[Stored items]
--- START ---
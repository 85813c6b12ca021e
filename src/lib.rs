pub mod config;
pub mod fruit;
pub mod game;
pub mod grid;
pub mod input;
pub mod renderer;
pub mod settings;
pub mod snake;
pub mod terminal_runtime;
pub mod ui;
--- END ---
** TO DO **
Reproduce each of the entries exactly, omitting none.

** RESPONSE AREA **
repository 85813c6b12ca021e
filename src/lib.rs
pub mod config;
pub mod fruit;
pub mod game;
pub mod grid;
pub mod input;
pub mod renderer;
pub mod settings;
pub mod snake;
pub mod terminal_runtime;
pub mod ui;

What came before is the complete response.